IFITM proteins are a family of proteins induced by interferons, which are crucial components of the immune response. These proteins are located on the surface of cells and on the membranes of lysosomes and endosomes inside cells. They play a significant role in inhibiting the entry of viruses into host cells. The IFITM family includes several members: IFITM1, IFITM2, IFITM3, IFITM5, and IFITM10. Each of these proteins can impact different types of viral infections through various mechanisms.
How IFITM1 Blocks Virus Entry
The researchers, led by Dr Zi-Ying Jiang, Dr Chu Xie, and Dr Pei-Huang Wu, discovered that IFITM1 can inhibit Epstein-Barr virus (EBV) infection in epithelial cells. EBV is known to enter host cells by interacting with specific receptors on the cell surface. One such receptor is the Ephrin receptor A2 (EphA2), which binds to viral glycoproteins, facilitating the virus's entry into the cell.

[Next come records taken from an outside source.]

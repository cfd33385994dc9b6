//! Background home for replica fan-out tasks abandoned once a coordinator call's ack
//! threshold has been reached.
//!
//! The coordinator never [`tokio::task::JoinHandle::abort`]s an in-flight replica call:
//! aborting mid-flight would leave that peer's connection in an undefined state. Instead
//! it hands the handle to this watcher, which awaits it to completion on its own time,
//! logging panics so nothing fails silently. This is the hook future anti-entropy /
//! read-repair work would plug into.

use std::time::Duration;
use tokio::sync::mpsc;
use tokio::task::JoinHandle;

const SHUTDOWN_DRAIN_TIMEOUT: Duration = Duration::from_secs(5);

pub struct TaskWatcher {
    sender: mpsc::UnboundedSender<JoinHandle<()>>,
    worker: tokio::sync::Mutex<Option<JoinHandle<()>>>,
}

impl TaskWatcher {
    pub fn spawn() -> Self {
        let (sender, receiver) = mpsc::unbounded_channel();
        let worker = tokio::spawn(Self::run(receiver));
        Self {
            sender,
            worker: tokio::sync::Mutex::new(Some(worker)),
        }
    }

    /// Hand off a task for the watcher to await. Accepts handles whether or not they've
    /// already completed; awaiting a finished handle returns immediately.
    pub fn watch(&self, handle: JoinHandle<()>) {
        if self.sender.send(handle).is_err() {
            tracing::warn!("task watcher already shut down; dropping abandoned replica task");
        }
    }

    async fn run(mut receiver: mpsc::UnboundedReceiver<JoinHandle<()>>) {
        use futures::stream::FuturesUnordered;
        use futures::StreamExt;

        let mut pending = FuturesUnordered::new();
        loop {
            tokio::select! {
                biased;

                maybe_handle = receiver.recv() => {
                    match maybe_handle {
                        Some(handle) => pending.push(handle),
                        None => break,
                    }
                }
                Some(result) = pending.next(), if !pending.is_empty() => {
                    Self::log_outcome(result);
                }
            }
        }

        // Channel closed (the watcher was shut down); drain what's left.
        while let Some(result) = pending.next().await {
            Self::log_outcome(result);
        }
    }

    fn log_outcome(result: Result<(), tokio::task::JoinError>) {
        if let Err(err) = result {
            if err.is_panic() {
                tracing::warn!(error = %err, "abandoned replica task panicked");
            }
        }
    }

    /// Stop accepting new handles and wait (with a bounded timeout) for everything
    /// already queued to finish.
    pub async fn shutdown(&self) {
        let worker = self.worker.lock().await.take();
        let Some(worker) = worker else {
            return;
        };
        // Dropping the sender lets `run`'s receiver loop observe closure and start
        // draining `pending` to completion.
        if tokio::time::timeout(SHUTDOWN_DRAIN_TIMEOUT, worker)
            .await
            .is_err()
        {
            tracing::warn!("task watcher shutdown timed out with tasks still outstanding");
        }
    }
}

In this study, it was found that IFITM1 competes with EBV glycoproteins to bind to EphA2, thereby blocking the virus from entering the cells. This discovery provides a novel insight into how host cells can use their own proteins to fend off viral infections, beyond the well-known mechanisms involving antibodies and T-cells.
Key Findings of the Study
The study showed a significant negative correlation between IFITM1 expression and EBV infection in epithelial cells. When IFITM1 was knocked down, the cells became more susceptible to EBV infection. Conversely, overexpression of IFITM1 reduced the cells' vulnerability to the virus. Additionally, a soluble form of IFITM1 (sIFITM1) was also found to inhibit EBV infection in both in vitro and in vivo experiments.
The Mechanism Behind IFITM1's Protective Role
To understand how IFITM1 inhibits EBV, the researchers examined
the interactions between IFITM1 and EphA2. They discovered that IFITM1 binds to EphA2 at two critical residues, Tyr121 and Leu104, which are also the binding sites for EBV glycoproteins. By occupying these sites, IFITM1 prevents the virus from attaching to the receptor and entering the cell.
Further investigation revealed that YTHDF3, a protein involved in regulating mRNA degradation, influences the stability of IFITM1 mRNA, thereby affecting its expression levels and its ability to inhibit EBV.
Implications for Antiviral Therapies
The findings of this study suggest that IFITM1 and other members of the IFITM family could be harnessed to develop new antiviral drugs or vaccines. By boosting the expression of these proteins or administering their soluble forms, it may be possible to enhance the body's natural defense mechanisms against a wide range of viruses.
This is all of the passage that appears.